My mother always said that the true test of marriage was if a couple could successfully hang wallpaper together. Mr. People Equation and I have that handled. No problem.
But engaging in a task that requires me to follow Mr. People Equation’s directions, such as moving furniture or positioning a picture on a wall for hanging? That’s when the bickering is sure to start.
Him: “Move it up a bit.”
Me: “Like this?”
Him: “No, up.”
Me: [moving in a slightly different direction] “OK, how about this?”
Him: “I said UP. Like THIS.” [demonstrates impatiently.]
Me: “Oh, you mean forward. You said ‘up,’ but what you meant was ‘forward.’”
From there, our conversation devolves into accusations of poorly given directions and protests of “you never listen to me!” The conversation is now officially off the rails and speeding towards hard feelings and blame.
After decades of marriage, here’s what I’ve finally come to learn: we invest far too much time trying to establish who is right and not nearly enough time focusing on communicating more clearly so we can just get the dang picture frame hung.
It’s human nature to think we are clearly communicating our instructions. After all, if I think a clear thought in my brain and then I speak out the words exactly as I thought them, it will make sense, right? We have trust in our ability to verbalize simple statements. And we trust that people — especially those whom we’ve known a long time — will clearly interpret them as we state them.
Except that sometimes they don’t. Then communication suffers.
Jack Quarles, author of Expensive Sentences: Debunking the Common Myths that Derail Decisions and Sabotage Success, writes that we humans place our trust in not only each other, but in systems and structures around us to get through the day. From trusting traffic lights to guide us safely to work, to trusting that the food prepared for us is safe, “even the most cynical of us have to operate on a foundation of widespread trust,” observes Quarles.
When communication breaks down between two people, there’s a potential for deterioration of trust as well. When I interviewed Quarles for the launch of his book, he shared an interesting notion: sometimes the person we are trusting too much is our own self. “We all tend to believe that we’ve communicated more clearly than we have,” Quarles explained. We put an idea or statement “out there” and just because we uttered it, well, it should be clear, right?
And if the statement wasn’t clear? Where does the problem lie? “Whether it’s our fault, or more on the person who didn’t receive [the information] or hear it clearly, it doesn’t really matter in the end,” says Quarles.
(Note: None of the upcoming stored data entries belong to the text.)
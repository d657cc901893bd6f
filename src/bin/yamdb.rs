use clap::Parser;
use tracing_subscriber::EnvFilter;
use yamdb_api::cli::utils::output_error;
use yamdb_api::cli::{Cli, OutputFormat};

#[tokio::main]
async fn main() -> anyhow::Result<()> {
    let _ = dotenvy::dotenv();

    tracing_subscriber::fmt()
        .with_env_filter(EnvFilter::try_from_default_env().unwrap_or_else(|_| EnvFilter::new("warn")))
        .init();

    let cli = Cli::parse();
    let output_format = OutputFormat::from_cli(&cli);

    if let Err(e) = yamdb_api::cli::run(cli).await {
        let message = match std::env::var("CLI_VERBOSE").as_deref() {
            Ok("true") | Ok("1") => format!("{e:?}"),
            _ => format!("{e}"),
        };
        output_error(&output_format, &message)?;
        std::process::exit(1);
    }

    Ok(())
}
What we all want (at home and at work) is to work together and get results. “Added attention to clear communication can really get us there.”
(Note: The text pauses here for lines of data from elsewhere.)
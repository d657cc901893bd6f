use std::sync::Arc;

use crate::config::{self, AppConfig};
use crate::database::{DatabaseManager, PgStore};
use crate::{app, AppState};

/// Connect, optionally bootstrap the schema, and serve until shutdown
pub async fn run() -> anyhow::Result<()> {
    let config = config::config();
    tracing::info!("Starting YaMDb API in {:?} mode", config.environment);
    ensure_signing_secret(config, crate::is_production!())?;

    let pool = DatabaseManager::connect(&config.database).await?;
    if config.database.auto_init {
        DatabaseManager::ensure_schema(&pool).await?;
    }

    let app = app(AppState::new(Arc::new(PgStore::new(pool))));

    let bind_addr = format!("0.0.0.0:{}", config.api.port);
    let listener = tokio::net::TcpListener::bind(&bind_addr).await?;
    tracing::info!("YaMDb API listening on http://{}", bind_addr);

    axum::serve(listener, app).await?;
    Ok(())
}

/// Tokens cannot be issued or verified without a secret
fn ensure_signing_secret(config: &AppConfig, production: bool) -> anyhow::Result<()> {
    if !config.security.jwt_secret.is_empty() {
        return Ok(());
    }
    if production {
        anyhow::bail!("SECURITY_JWT_SECRET must be set in production");
    }
    tracing::warn!("SECURITY_JWT_SECRET is empty, token endpoints will fail");
    Ok(())
}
Leaders are in a unique position in this regard because you are managing two types of interpersonal communication. Not only do you need to communicate clearly clearly with peers and direct reports, but you also may become party to a discussion between two team members who are having a communication breakdown.
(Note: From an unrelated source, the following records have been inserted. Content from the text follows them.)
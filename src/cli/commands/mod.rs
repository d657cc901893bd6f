pub mod db;
pub mod serve;
pub mod user;
pub mod email;
pub mod token;

pub use email::post as email_post;
pub use token::post as token_post;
You can head off communication snafus with one of these statements:
- I didn’t catch that. Would you please repeat it?
- I know you said to do “X.” To me that means “_____.” Is that the same thing to you?
- I’m not following you precisely. I understand what you mean about “A” but I’m unclear about parts “B” and “C.”
- I’ve heard you say that twice now, but somehow it’s not registering with me. Is there a different way you could say it?”
- It sounds like you want to do “Z.” Is that correct?
- Did I understand you to say that you want to ______?
Notice that these statements are framed from the first person (“I”) rather than “you” statements (such as, “you just said XYZ.”) By keeping the statement focused on how you are experiencing the conversation, you reduce the chance that the person will feel attacked.
So next time there’s a communication breakdown, ask yourself if you trusted yourself too much in the “getting the message out” aspect and not enough on the “message received” component. Instead of focusing on who’s to “blame” for it, focus on what you can do to get the derailed conversation back on track.